A casa mi veniva

 Eh sì, lo abbiamo detto tutti noi, almeno una volta!

A casa veniva per diverse ragioni...

La prima è che a casa suoniamo più rilassati, senza l'ansia del giudizio di chi ci ascolta. Se poi siamo soli a casa, senza nessuno nei paraggi, si riesce a suonare con una libertà assoluta. Il giudizio degli altri è una delle preoccupazioni maggiori del musicista. Parte dallo studio a casa, passa per le lezioni di fronte all'insegnante, e arriva ai saggi o concerti in pubblico. Nonostante ognugno di noi sia consapevole della propria tecnica e abbia studiato ore e ore (giorni/mesi) un brano, la paura del giudizio altrui è molto spesso invalidante; arriviamo ad immaginare pareri negativi spesso frutto solo della nostra fantasia, o meglio della nostra mente. Come posso essere sicuro che il maestro, il vicino di casa o il pubblico che ci ascolta stia pensando che stiamo suoniamo male invece che alla cena della sera? La focalizzazione su cosa crediamo stiano pensando gli altri, inoltre, ci distrae da quello che è importantissimo per chi suona uno strumento, ossia la concentrazione su quello che si sta facendo.

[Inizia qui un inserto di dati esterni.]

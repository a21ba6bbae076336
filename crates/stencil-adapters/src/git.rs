//! Version control adapter that shells out to the `git` executable.

use std::io::Read;
use std::path::Path;
use std::process::{Command, Stdio};
use std::thread;
use std::time::Duration;

use tracing::{debug, instrument, warn};

use stencil_core::{
    application::{ApplicationError, CancellationToken, ports::VersionControl},
    error::StencilResult,
};

const DEFAULT_POLL_INTERVAL: Duration = Duration::from_millis(50);

/// Runs git commands as child processes.
///
/// The child is polled rather than waited on so that cancellation can kill
/// it mid-command.
#[derive(Debug, Clone)]
pub struct GitCli {
    program: String,
    poll_interval: Duration,
}

impl GitCli {
    pub fn new() -> Self {
        Self::with_program("git")
    }

    /// Use a specific executable instead of `git` from `PATH`.
    pub fn with_program(program: impl Into<String>) -> Self {
        Self {
            program: program.into(),
            poll_interval: DEFAULT_POLL_INTERVAL,
        }
    }

    pub fn program(&self) -> &str {
        &self.program
    }
}

impl Default for GitCli {
    fn default() -> Self {
        Self::new()
    }
}

impl VersionControl for GitCli {
    #[instrument(skip_all, fields(dir = %working_dir.display()))]
    fn run(
        &self,
        args: &[&str],
        working_dir: &Path,
        cancel: &CancellationToken,
    ) -> StencilResult<()> {
        cancel.check()?;

        let command = format!("{} {}", self.program, args.join(" "));
        debug!(%command, "Spawning");

        let mut child = Command::new(&self.program)
            .args(args)
            .current_dir(working_dir)
            .env("GIT_TERMINAL_PROMPT", "0")
            .stdin(Stdio::null())
            .stdout(Stdio::null())
            .stderr(Stdio::piped())
            .spawn()
            .map_err(|e| ApplicationError::Subprocess {
                command: command.clone(),
                reason: format!("failed to start: {e}"),
            })?;

        // Drain stderr on a separate thread so a chatty child cannot block on
        // a full pipe while we poll.
        let stderr = child.stderr.take().map(|mut pipe| {
            thread::spawn(move || {
                let mut buf = String::new();
                let _ = pipe.read_to_string(&mut buf);
                buf
            })
        });

        let status = loop {
            if cancel.is_cancelled() {
                warn!(%command, "Cancelled, killing child process");
                let _ = child.kill();
                let _ = child.wait();
                return Err(ApplicationError::Cancelled.into());
            }

            match child.try_wait() {
                Ok(Some(status)) => break status,
                Ok(None) => thread::sleep(self.poll_interval),
                Err(e) => {
                    let _ = child.kill();
                    return Err(ApplicationError::Subprocess {
                        command,
                        reason: format!("failed to wait: {e}"),
                    }
                    .into());
                }
            }
        };

        let stderr = stderr
            .and_then(|handle| handle.join().ok())
            .unwrap_or_default();

        if status.success() {
            debug!(%command, "Finished");
            Ok(())
        } else {
            let detail = stderr
                .lines()
                .rev()
                .find(|line| !line.trim().is_empty())
                .map(str::trim)
                .unwrap_or("no output");
            Err(ApplicationError::Subprocess {
                command,
                reason: format!("{status}: {detail}"),
            }
            .into())
        }
    }
}
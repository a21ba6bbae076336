//! Text relocation: rename a file when its path carries a token, then rewrite
//! every occurrence of that token in its content.

use std::path::{Path, PathBuf};
use tracing::debug;

use crate::{
    application::{ApplicationError, ports::Filesystem},
    error::{StencilError, StencilResult},
};

/// Applies replacement rules to files under a project root.
///
/// Paths given to and returned by the relocator are relative to the root.
pub struct TextRelocator<'a> {
    filesystem: &'a dyn Filesystem,
    root: &'a Path,
}

impl<'a> TextRelocator<'a> {
    pub fn new(filesystem: &'a dyn Filesystem, root: &'a Path) -> Self {
        Self { filesystem, root }
    }

    /// Relocate `path` if it contains `search_token`, then replace every
    /// occurrence of the token in the file's content.
    ///
    /// Returns the path the file now lives at. Callers must use it for any
    /// later rule that targets the same file.
    pub fn relocate_and_replace(
        &self,
        path: &Path,
        search_token: &str,
        replacement_token: &str,
    ) -> StencilResult<PathBuf> {
        if search_token.is_empty() {
            return Err(StencilError::Internal {
                message: format!("empty search token for {}", path.display()),
            });
        }

        let rendered = path.to_string_lossy();
        let new_path = if rendered.contains(search_token) {
            let target = PathBuf::from(rendered.replace(search_token, replacement_token));
            self.relocate(path, &target)?;
            target
        } else {
            path.to_path_buf()
        };

        let absolute = self.root.join(&new_path);
        let content = self.filesystem.read_to_string(&absolute)?;
        let occurrences = content.matches(search_token).count();
        if occurrences > 0 {
            self.filesystem
                .write_file(&absolute, &content.replace(search_token, replacement_token))?;
        }

        debug!(
            path = %new_path.display(),
            token = search_token,
            occurrences,
            "Replaced token"
        );
        Ok(new_path)
    }

    /// Move a file or directory from `from` to `to`.
    ///
    /// The source must exist and the destination must not.
    pub fn relocate(&self, from: &Path, to: &Path) -> StencilResult<()> {
        if from == to {
            return Ok(());
        }

        let source = self.root.join(from);
        let destination = self.root.join(to);

        if !self.filesystem.exists(&source) {
            return Err(ApplicationError::io(source, "source does not exist").into());
        }
        if self.filesystem.exists(&destination) {
            return Err(ApplicationError::io(destination, "destination already exists").into());
        }

        self.filesystem.rename(&source, &destination)?;
        debug!(from = %from.display(), to = %to.display(), "Relocated");
        Ok(())
    }
}
//! Implementation of the `stencil template` command.

use stencil_core::application::TemplateInfo;

use crate::{
    cli::{OutputFormat, TemplateArgs},
    commands::template_service,
    error::CliResult,
    output::OutputManager,
};

pub fn execute(args: TemplateArgs, output: OutputManager) -> CliResult<()> {
    let templates = template_service(args.manifest.as_deref())?.list_templates()?;

    if output.format() == OutputFormat::Json {
        // JSON must stay parseable even in quiet mode, so it bypasses print().
        output.json(&templates)?;
        return Ok(());
    }

    output.header("Available Templates:")?;
    for template in &templates {
        show_template(template, &output)?;
    }
    Ok(())
}

fn show_template(template: &TemplateInfo, output: &OutputManager) -> CliResult<()> {
    output.print(&format!("  {}", template.id))?;
    output.print(&format!("    Repository:  {}", template.repository_url))?;
    output.print(&format!("    Branch:      {}", template.branch))?;
    output.print(&format!("    Rename:      {} steps", template.rename_steps))?;
    output.print(&format!(
        "    Security:    {} paths removed, {} files edited",
        template.security_deletions, template.security_edits
    ))?;
    for advisory in &template.advisories {
        output.print(&format!("    Advisory:    {advisory}"))?;
    }
    Ok(())
}
//! Infrastructure adapters for Stencil.
//!
//! This crate implements the ports defined in `stencil-core::application::ports`.
//! It contains all external dependencies and I/O operations.

pub mod filesystem;
pub mod git;
pub mod manifest_loader;
pub mod manifest_store;

// Re-export commonly used adapters
pub use filesystem::{LocalFilesystem, MemoryFilesystem};
pub use git::GitCli;
pub use manifest_loader::{ManifestLoadError, load_manifest_file, parse_manifest};
pub use manifest_store::InMemoryManifestStore;
//! Integration tests for the `stencil` binary.

use assert_cmd::Command;
use predicates::prelude::*;
use tempfile::TempDir;

/// A command isolated from the user's configuration and environment.
fn stencil(dir: &TempDir) -> Command {
    let mut cmd = Command::cargo_bin("stencil").unwrap();
    cmd.current_dir(dir.path())
        .env("HOME", dir.path())
        .env("XDG_CONFIG_HOME", dir.path().join(".config"))
        .env_remove("RUST_LOG")
        .env_remove("STENCIL__DEFAULTS__INCLUDE_SECURITY")
        .env("NO_COLOR", "1");
    cmd
}

#[test]
fn help_lists_commands() {
    let dir = TempDir::new().unwrap();
    stencil(&dir)
        .arg("--help")
        .assert()
        .success()
        .stdout(predicate::str::contains("new"))
        .stdout(predicate::str::contains("template"))
        .stdout(predicate::str::contains("completions"));
}

#[test]
fn version_flag() {
    let dir = TempDir::new().unwrap();
    stencil(&dir)
        .arg("--version")
        .assert()
        .success()
        .stdout(predicate::str::contains(env!("CARGO_PKG_VERSION")));
}

#[test]
fn new_help_mentions_security() {
    let dir = TempDir::new().unwrap();
    stencil(&dir)
        .args(["new", "--help"])
        .assert()
        .success()
        .stdout(predicate::str::contains("--without-security"))
        .stdout(predicate::str::contains("--dry-run"));
}

#[test]
fn missing_subcommand_is_usage_error() {
    let dir = TempDir::new().unwrap();
    stencil(&dir).assert().code(2);
}

#[test]
fn invalid_project_name_is_rejected() {
    let dir = TempDir::new().unwrap();
    stencil(&dir)
        .args(["new", "../escape", "--yes"])
        .assert()
        .code(2)
        .stderr(predicate::str::contains("Invalid project name"));
}

#[test]
fn existing_directory_is_rejected() {
    let dir = TempDir::new().unwrap();
    std::fs::create_dir(dir.path().join("shop")).unwrap();

    stencil(&dir)
        .args(["new", "shop", "--yes"])
        .assert()
        .code(2)
        .stderr(predicate::str::contains("already exists"));
}

#[test]
fn unknown_template_is_not_found() {
    let dir = TempDir::new().unwrap();
    stencil(&dir)
        .args(["new", "shop", "--template", "core-template@9.9.9", "--dry-run"])
        .assert()
        .code(3)
        .stderr(predicate::str::contains("core-template@9.9.9"));
}

#[test]
fn dry_run_describes_without_creating() {
    let dir = TempDir::new().unwrap();
    stencil(&dir)
        .args(["--output-format", "plain", "new", "shop", "--dry-run"])
        .assert()
        .success()
        .stdout(predicate::str::contains("Dry run"))
        .stdout(predicate::str::contains("move src/starterProject to src/shop"))
        .stdout(predicate::str::contains("Security:  kept"));

    assert!(!dir.path().join("shop").exists());
}

#[test]
fn dry_run_json_reports_removals() {
    let dir = TempDir::new().unwrap();
    let assert = stencil(&dir)
        .args([
            "--output-format",
            "json",
            "new",
            "shop",
            "--without-security",
            "--dry-run",
        ])
        .assert()
        .success();

    let plan: serde_json::Value = serde_json::from_slice(&assert.get_output().stdout).unwrap();
    assert_eq!(plan["include_security"], false);
    assert_eq!(plan["branch"], "master -> main");
    assert_eq!(plan["removals"]["files"].as_array().unwrap().len(), 26);
}

#[test]
fn configuration_can_drop_security_by_default() {
    let dir = TempDir::new().unwrap();
    let assert = stencil(&dir)
        .env("STENCIL__DEFAULTS__INCLUDE_SECURITY", "false")
        .args(["--output-format", "json", "new", "shop", "--dry-run"])
        .assert()
        .success();

    let plan: serde_json::Value = serde_json::from_slice(&assert.get_output().stdout).unwrap();
    assert_eq!(plan["include_security"], false);
}

#[cfg(unix)]
#[test]
fn failed_clone_exits_with_internal_error() {
    let dir = TempDir::new().unwrap();
    let config = dir.path().join("stencil.toml");
    std::fs::write(&config, "[git]\nprogram = \"false\"\n").unwrap();

    stencil(&dir)
        .args(["--config", config.to_str().unwrap(), "new", "shop", "--yes"])
        .assert()
        .code(1)
        .stderr(predicate::str::contains("clone"));

    assert!(!dir.path().join("shop").exists());
}

/// A stand-in for git whose `clone` lays down a minimal template snapshot.
#[cfg(unix)]
const FAKE_GIT: &str = r#"#!/bin/sh
set -e
if [ "$1" = "clone" ]; then
  root="$4"
  mkdir -p "$root/src/starterProject/WebAPI" "$root/tests/Application.Tests" "$root/.git"
  printf 'coreTemplate starterProject' > "$root/coreTemplate.sln"
  printf 'coreTemplate' > "$root/coreTemplate.sln.DotSettings"
  printf 'starterProject' > "$root/tests/Application.Tests/Application.Tests.csproj"
  printf 'StarterProject starterProject' > "$root/src/starterProject/WebAPI/appsettings.json"
  printf 'ref: refs/heads/master' > "$root/.git/HEAD"
fi
"#;

#[cfg(unix)]
fn fake_git_config(dir: &TempDir) -> std::path::PathBuf {
    use std::os::unix::fs::PermissionsExt;

    let script = dir.path().join("fake-git");
    std::fs::write(&script, FAKE_GIT).unwrap();
    std::fs::set_permissions(&script, std::fs::Permissions::from_mode(0o755)).unwrap();

    let config = dir.path().join("stencil.toml");
    std::fs::write(
        &config,
        format!("[git]\nprogram = {:?}\n", script.to_str().unwrap()),
    )
    .unwrap();
    config
}

#[cfg(unix)]
#[test]
fn completed_run_prints_summary_and_both_advisories() {
    let dir = TempDir::new().unwrap();
    let config = fake_git_config(&dir);

    stencil(&dir)
        .args([
            "--config",
            config.to_str().unwrap(),
            "--output-format",
            "plain",
            "new",
            "shop",
            "--with-security",
            "--yes",
        ])
        .assert()
        .success()
        .stdout(predicate::str::contains("Starter project has been cloned from"))
        .stdout(predicate::str::contains("Project has been prepared with Shop."))
        .stdout(predicate::str::contains("Git repository has been initialized."))
        .stdout(predicate::str::contains("Completed. (4 files generated)"))
        .stdout(predicate::str::contains(
            "Check the configuration that has name 'appsettings.json' in 'src/shop'.",
        ))
        .stdout(predicate::str::contains("Run 'Update-Database' nuget command"));

    let root = dir.path().join("shop");
    assert_eq!(std::fs::read_to_string(root.join("Shop.sln")).unwrap(), "Shop shop");
    assert!(!root.join(".git").exists());
}

#[cfg(unix)]
#[test]
fn completed_run_streams_json_events() {
    let dir = TempDir::new().unwrap();
    let config = fake_git_config(&dir);

    let assert = stencil(&dir)
        .args([
            "--config",
            config.to_str().unwrap(),
            "--output-format",
            "json",
            "new",
            "shop",
            "--with-security",
        ])
        .assert()
        .success();

    let stdout = String::from_utf8(assert.get_output().stdout.clone()).unwrap();
    let events: Vec<serde_json::Value> = stdout
        .lines()
        .map(|line| serde_json::from_str(line).unwrap())
        .collect();
    assert_eq!(events.len(), 4);
    let terminal = events.last().unwrap();
    assert_eq!(terminal["status_message"], "Completed.");
    assert_eq!(terminal["output_messages"].as_array().unwrap().len(), 2);
    assert_eq!(terminal["generated_file_paths"].as_array().unwrap().len(), 4);
}

#[test]
fn template_lists_builtin_manifest() {
    let dir = TempDir::new().unwrap();
    stencil(&dir)
        .args(["--output-format", "plain", "template"])
        .assert()
        .success()
        .stdout(predicate::str::contains("core-template@1.0.0"))
        .stdout(predicate::str::contains("masterbfk/coreTemplate"));
}

#[test]
fn template_json_is_an_array() {
    let dir = TempDir::new().unwrap();
    let assert = stencil(&dir)
        .args(["--output-format", "json", "template"])
        .assert()
        .success();

    let templates: serde_json::Value =
        serde_json::from_slice(&assert.get_output().stdout).unwrap();
    assert_eq!(templates[0]["id"], "core-template@1.0.0");
    assert_eq!(templates[0]["rename_steps"], 7);
}

#[test]
fn template_reads_manifest_file() {
    let dir = TempDir::new().unwrap();
    let manifest = dir.path().join("mini.toml");
    std::fs::write(
        &manifest,
        r#"
[template]
name = "mini"
version = "0.1.0"
repository = "https://example.com/mini.git"

[[rename]]
kind = "replace"
path = "mini.sln"
search = "mini"
replace = "{{PROJECT_NAME_PASCAL}}"
"#,
    )
    .unwrap();

    stencil(&dir)
        .args(["--output-format", "plain", "template", "--manifest"])
        .arg(&manifest)
        .assert()
        .success()
        .stdout(predicate::str::contains("mini@0.1.0"));
}

#[test]
fn broken_manifest_is_configuration_error() {
    let dir = TempDir::new().unwrap();
    let manifest = dir.path().join("broken.toml");
    std::fs::write(&manifest, "[template]\nname = 1\n").unwrap();

    stencil(&dir)
        .args(["template", "--manifest"])
        .arg(&manifest)
        .assert()
        .code(4);
}

#[test]
fn completions_for_bash() {
    let dir = TempDir::new().unwrap();
    stencil(&dir)
        .args(["completions", "bash"])
        .assert()
        .success()
        .stdout(predicate::str::contains("stencil"));
}

#[test]
fn config_get_reads_file_and_environment() {
    let dir = TempDir::new().unwrap();
    let config = dir.path().join("stencil.toml");
    std::fs::write(&config, "[git]\nprogram = \"/usr/local/bin/git\"\n").unwrap();

    stencil(&dir)
        .args(["--config", config.to_str().unwrap(), "config", "get", "git.program"])
        .assert()
        .success()
        .stdout(predicate::str::contains("git.program = /usr/local/bin/git"));

    stencil(&dir)
        .env("STENCIL__DEFAULTS__INCLUDE_SECURITY", "false")
        .args(["config", "get", "defaults.include_security"])
        .assert()
        .success()
        .stdout(predicate::str::contains("defaults.include_security = false"));
}

#[test]
fn config_get_unknown_key_is_configuration_error() {
    let dir = TempDir::new().unwrap();
    stencil(&dir)
        .args(["config", "get", "nope"])
        .assert()
        .code(4)
        .stderr(predicate::str::contains("Unknown config key"));
}

#[test]
fn missing_explicit_config_is_configuration_error() {
    let dir = TempDir::new().unwrap();
    stencil(&dir)
        .args(["--config", "does-not-exist.toml", "template"])
        .assert()
        .code(4);
}

#[test]
fn init_local_writes_default_config() {
    let dir = TempDir::new().unwrap();
    stencil(&dir).args(["init", "--local"]).assert().success();

    let written = std::fs::read_to_string(dir.path().join(".stencil.toml")).unwrap();
    assert!(written.contains("include_security = true"));

    // The local file is picked up without --config.
    stencil(&dir)
        .args(["config", "path"])
        .assert()
        .success()
        .stdout(predicate::str::contains(".stencil.toml"));
}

A casa veniva meglio anche perché, quando studiamo da soli, siamo meno severi con noi stessi. Spesso tralasciamo passaggi che invece andrebbero affrontati meglio, facciamo finta di non sentire gli errori, speriamo che, comunque, la prossima potrà venire bene (una specie di miracolo, perché sappiamo benissimo che, se il passaggio difficile non viene bene almeno una decina di volte, è praticamente impossibile che possa riuscire dopo un errore).

A casa veniva può anche essere, infine, una banale scusa... ma questo argomento finisce qui!

Concludendo, brevemente, la mia riflessione su questa espressione che è diventata anche una specie di gioco: cerchiamo di studiare come se accanto a noi ci fosse sempre un docente severissimo, che non tralascia nulla. Il maestro immaginario non ci giudicherà ("suoni male/suoni bene"), ma ci darà consigli su come tirare l'arco, o sull'intonazione... Insomma, nessun disprezzo!

Cerchiamo, invece, di essere più rilassati, senza paura del giudizio, quando eseguiamo quello che abbiamo studiato a casa. Torno a quello che ho scritto molte volte: lo studio necessita di una grande disciplina e attenzione al più piccolo particolare, con fermate e ripetizioni meticolose dei passaggi più complessi, dividendo il più possibile gli "argomenti" che si affrontano: arco, suono, articolazione, vibrato e così via. L'esecuzione, invece, deve essere più fluida, un "capofondo" libero, possibilmente anche dagli inutili rimuginamenti della nostra testa.

Nella nostra immaginazione, quindi, sarà: a casa con il maestro; a lezione da soli!